■ Exercise brief ■
Look below for the line with "to offer records.". Extract that line and each one after it through the last, word for word.

**** Raw data

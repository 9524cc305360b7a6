use crate::domain::OfferRecord;
use crate::error::SourcingError;

/// Resolves one chunk of part numbers to offer records.
///
/// An identifier with no matches contributes no records. A failure of the
/// whole upstream call is reported as an error for the chunk; the caller
/// decides whether that aborts the batch.
pub trait PartLookup: Send + Sync {
    fn lookup(&self, chunk: &[String]) -> Result<Vec<OfferRecord>, SourcingError>;
}

impl<T: PartLookup + ?Sized> PartLookup for Box<T> {
    fn lookup(&self, chunk: &[String]) -> Result<Vec<OfferRecord>, SourcingError> {
        (**self).lookup(chunk)
    }
}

********

■ Result below ■
/// Resolves one chunk of part numbers to offer records.
///
/// An identifier with no matches contributes no records. A failure of the
/// whole upstream call is reported as an error for the chunk; the caller
/// decides whether that aborts the batch.
pub trait PartLookup: Send + Sync {
    fn lookup(&self, chunk: &[String]) -> Result<Vec<OfferRecord>, SourcingError>;
}

impl<T: PartLookup + ?Sized> PartLookup for Box<T> {
    fn lookup(&self, chunk: &[String]) -> Result<Vec<OfferRecord>, SourcingError> {
        (**self).lookup(chunk)
    }
}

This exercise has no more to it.